The review found that although the Scottish Government spend less per capita on legal aid than the UK Government spend in England and Wales, the scope of legal aid in Scotland is broader and a larger percentage of the population is eligible. At this point, I should perhaps declare an interest. At present, I am a non-practising member of the Scottish Bar, but I have done a great deal of legal aid work in the past. I know that lawyers like to moan from time to time that the rates are not as lucrative as they may be in other fields of work, but that is probably inevitable.
The report of the review shows the contrast between what is done with a smaller budget in Scotland and what happens in England and Wales. According to last year’s figures from the Ministry of Justice, legal aid expenditure in England and Wales has been cut from £2.51 billion to £1.55 billion in real terms in a few short years. In England, that has led to a substantial reduction in the scope of family, social welfare, debt, housing and immigration cases. We do not have the same problem in Scotland: although we are spending less per capita, legal aid is still available for such cases.
The report compares publicly funded legal assistance in Scotland with that in other European countries. On page 16, the author explains that it is difficult to do that, because legal systems are different in different countries, and there are differences between jurisdictions. However, it is possible to provide a general comparison between the Scottish legal aid programme and those in other European countries. In 2002, the Council of Europe established the European Commission for the Efficiency of Justice, which publishes biennial detailed comparisons of the justice systems of the 47 Council of Europe members.
The review examined three key areas of legal aid to compare the service in Scotland with those in other jurisdictions: scope, eligibility and cost. In relation to scope, it found that the provision of criminal legal aid in Scotland compared very well with other systems. In almost all criminal cases prosecuted before a jury, the accused will receive legal aid, which, potentially, will pay for the best criminal defence lawyers available. When it comes to civil legal aid, the scope in Scotland is broader than those in many other jurisdictions, with comparatively few areas excluded. As for eligibility, approximately 70% of the Scottish population are eligible, on the basis of income, for a degree of civil legal aid to fund at least part of their actions. That is one of the highest levels of eligibility in Europe. As regards cost, Scotland’s expenditure per capita exceeds €30. The European average is €9, and the median is €2. The figure in England and Wales is €38.14, and in Scotland it is €33.28.

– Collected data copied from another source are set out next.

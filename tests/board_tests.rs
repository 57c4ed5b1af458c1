use battleship_core::{
    Board, BoardError, CellState, Fleet, FleetBoard, Orientation, ShipType, ShotResult,
    TOTAL_SHIP_CELLS,
};
use rand::rngs::SmallRng;
use rand::SeedableRng;

fn two_ship_board() -> FleetBoard {
    let mut board = FleetBoard::new(Fleet::new(&[
        ShipType::new("Cruiser", 3),
        ShipType::new("Submarine", 1),
    ]));
    board.place(0, 2, 2, Orientation::Horizontal).unwrap();
    board.place(1, 7, 7, Orientation::Vertical).unwrap();
    board
}

#[test]
fn test_strike_hit_and_sink() {
    let mut board = two_ship_board();
    assert_eq!(board.strike(2, 2).unwrap(), ShotResult::Hit);
    assert_eq!(board.strike(2, 3).unwrap(), ShotResult::Hit);
    assert_eq!(
        board.strike(2, 4).unwrap(),
        ShotResult::Sunk {
            name: "Cruiser",
            size: 3
        }
    );
    assert!(board.fleet().ships()[0].is_destroyed());
    assert_eq!(board.strike(0, 0).unwrap(), ShotResult::Miss);

    // repeated strike triggers error
    assert_eq!(board.strike(2, 4).unwrap_err(), BoardError::AlreadyAttacked);
    assert_eq!(board.strike(0, 0).unwrap_err(), BoardError::AlreadyAttacked);
}

#[test]
fn test_place_rejects_overlap_and_overhang() {
    let mut board = FleetBoard::new(Fleet::standard());
    board.place(0, 0, 0, Orientation::Horizontal).unwrap();
    assert_eq!(
        board.place(0, 5, 5, Orientation::Horizontal).unwrap_err(),
        BoardError::ShipAlreadyPlaced
    );
    assert_eq!(
        board.place(1, 0, 3, Orientation::Vertical).unwrap_err(),
        BoardError::ShipOverlaps
    );
    assert_eq!(
        board.place(1, 0, 5, Orientation::Horizontal).unwrap_err(),
        BoardError::ShipOutOfBounds
    );
    assert_eq!(
        board.place(9, 0, 0, Orientation::Horizontal).unwrap_err(),
        BoardError::InvalidIndex
    );
    assert_eq!(board.fleet().ships()[0].orientation(), Orientation::Horizontal);
}

#[test]
fn test_place_random_all_ships_no_overlap() {
    let mut board = FleetBoard::new(Fleet::standard());
    let mut rng = SmallRng::seed_from_u64(42);
    board.place_randomly(&mut rng).unwrap();
    assert!(board.is_fully_placed());
    assert_eq!(
        board.occupied().count_ones(),
        TOTAL_SHIP_CELLS,
        "all ships should be placed without overlap"
    );
}

#[test]
fn test_display_board_mirrors_fleet() {
    let mut fleet = two_ship_board();
    fleet.strike(2, 2).unwrap();
    fleet.strike(5, 5).unwrap();
    let board = Board::from_fleet(&fleet);
    assert_eq!(board.cell(2, 2), Some(CellState::Hit));
    assert_eq!(board.cell(2, 3), Some(CellState::ShipPresent));
    assert_eq!(board.cell(5, 5), Some(CellState::Miss));
    assert_eq!(board.cell(0, 0), Some(CellState::Empty));
    assert_eq!(board.ship_cells(), 4);
}

#[test]
fn test_resolve_marks_cells_once() {
    let mut board = Board::new();
    board.set_ship(1, 1).unwrap();
    assert!(board.resolve(1, 1).unwrap());
    assert!(!board.resolve(1, 2).unwrap());
    assert_eq!(board.resolve(1, 1).unwrap_err(), BoardError::AlreadyAttacked);
    assert!(board.is_resolved(1, 2));
    assert!(!board.is_resolved(0, 0));
    assert!(board.resolve(10, 0).is_err());
    assert_eq!(board.cell(10, 0), None);
}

Scotland is one of the leading jurisdictions in Europe in the provision of legal aid on the basis of scope, eligibility and expenditure. Internationally, its legal aid programme is also recognised for its independence from the Government and the public accountability of its legal aid authority. I draw attention to that because, sadly, in the past few years—there have been many speeches about this in the House, and I am sure that there will be more during the evening—there has been much criticism of LASPO. In 2016, Amnesty International said that cuts under the 2012 Act had created a two-tier justice system in England and Wales. Earlier this year, a Ministry of Justice report, leaked and then reluctantly released, told of judges’ concern about the number of people facing criminal charges without a lawyer in England and Wales.
I have drawn attention to the legal aid system in Scotland not because it is perfect—indeed, the independent strategic review suggested changes—but because it shows that with less spending per capita, it provides wider eligibility and a far wider scope.
Is the hon. and learned Lady’s experience from Scotland that broadening access to early advice and assistance can help litigants to understand the strengths and weaknesses of potential litigation and perhaps even to decide not to pursue it?
Absolutely. I think that in any system, early access to a lawyer, before the litigation stage and before parties become entrenched, is vital.
I must draw my speech to a close, because I am conscious of time. I have three questions for the Minister. Does he agree that the Scottish experience shows that, with less spending per capita, it is possible for legal aid to involve a wider scope and more eligibility? Will he look to the Scottish example? Will he consider commissioning, rather than an in-house review of LASPO, an independent strategic review of legal aid in England and Wales similar to the one commissioned by the Scottish Government?
I thank the Backbench Business Committee for making the debate possible.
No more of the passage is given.